The unemployment rate in the U.S. has risen from 3.5% to a 14.7% in 2020 amid the corona-virus outbreak. Looking at the figures, the country is facing the worst economic downturn since the 2008 Depression.
However, the U.S. isn’t the only country suffering from the Covid-19 collateral damage as the United Kingdom also suffered the worst economic contraction since 1709. The current economic conditions suggest that the contraction will definitely last for another year, as the roll-out of the Covid-19 vaccine is going on a very slow rhythm.
Nevertheless, rich countries have dealt with the Covid-19 economic damage in different ways. Take the Canadian governments that sent over $2000 per month to its citizens as an aid for jobless people. Canada concentrated on providing aid to its citizens instead of trying to provide jobs as the Covid-19 pandemic had severely hit the labor market — limiting the possibility of providing jobs for everyone.

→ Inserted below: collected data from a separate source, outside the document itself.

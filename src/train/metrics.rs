use crate::error::{Error, Result};

/// Fraction of rows whose argmax agrees between `predicted` and `expected`.
pub fn accuracy(predicted: &[Vec<f64>], expected: &[Vec<f64>]) -> Result<f64> {
    if predicted.len() != expected.len() {
        return Err(Error::dimension("accuracy sample count", expected.len(), predicted.len()));
    }
    if predicted.is_empty() {
        return Err(Error::dimension("accuracy sample count", 1, 0));
    }
    let mut correct = 0usize;
    for (p, e) in predicted.iter().zip(expected.iter()) {
        if p.len() != e.len() {
            return Err(Error::dimension("accuracy row width", e.len(), p.len()));
        }
        if argmax(p) == argmax(e) {
            correct += 1;
        }
    }
    Ok(correct as f64 / predicted.len() as f64)
}

/// Index of the maximum element in a slice; the first one wins on ties.
pub fn argmax(v: &[f64]) -> usize {
    v.iter()
        .enumerate()
        .fold(None, |best: Option<(usize, f64)>, (i, &x)| match best {
            Some((_, b)) if x <= b || x.is_nan() => best,
            _ => Some((i, x)),
        })
        .map(|(i, _)| i)
        .unwrap_or(0)
}
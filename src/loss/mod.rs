pub mod mse;

pub use mse::MseLoss;
//! Console output helpers for the harness CLI.

use colored::Colorize;

use crate::cluster::ClusterStatus;

/// Print a section header.
pub fn print_section(title: &str) {
    println!();
    println!("{}", "═".repeat(70).bright_black());
    println!("{}", title.cyan().bold());
    println!("{}", "═".repeat(70).bright_black());
    println!();
}

/// Print a progress step with step number.
pub fn print_progress_step(current: u8, total: u8, message: &str) {
    println!(
        "{} {} {}",
        format!("[{current}/{total}]").bright_black(),
        "▶".cyan(),
        message.bold()
    );
}

/// Print a success message.
pub fn print_success(message: &str) {
    println!("{} {}", "✓".green().bold(), message.green());
}

/// Print a warning message.
pub fn print_warning(message: &str) {
    println!("{} {}", "⚠".yellow().bold(), message.yellow());
}

/// Print an error message.
pub fn print_error(message: &str) {
    eprintln!("{} {}", "✗".red().bold(), message.red());
}

/// Print an info message.
pub fn print_info(message: &str) {
    println!("{} {}", "ℹ".blue().bold(), message);
}

/// Print prerequisite check result.
pub fn print_check_result(name: &str, passed: bool, message: Option<&str>) {
    let status = if passed { "✓".green() } else { "✗".red() };

    let text = if let Some(msg) = message {
        format!("{name} - {msg}")
    } else {
        name.to_string()
    };

    println!("  {status} {text}");
}

/// Print a key-value pair.
pub fn print_kv(key: &str, value: &str) {
    println!("  {} {}", format!("{key}:").bright_black(), value.green());
}

/// Print every subsystem of a cluster status report.
pub fn print_cluster_status(status: &ClusterStatus) {
    if status.is_empty() {
        print_warning("minikube reported no status");
        return;
    }
    for (subsystem, state) in status.iter() {
        print_kv(subsystem, state);
    }
}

The United States and Ireland have both followed the same strategy providing stimulus checks and unemployment benefits. The intention remains easing economic damage due to covid-19 on the jobless. However, Europe and Australia followed a different strategy and focused on providing workers’ more wages in the form of short-time working schemes and furlough programs.
Unemployment measures in the U.S. and Europe
These are not the only differences between the two groups. For example, Britain and Ireland’s “unemployment” isn’t the same as the United States’. Ireland and Britain’s Covid-19 related unemployed citizens remain tied to employers and are therefore, not considered unemployed.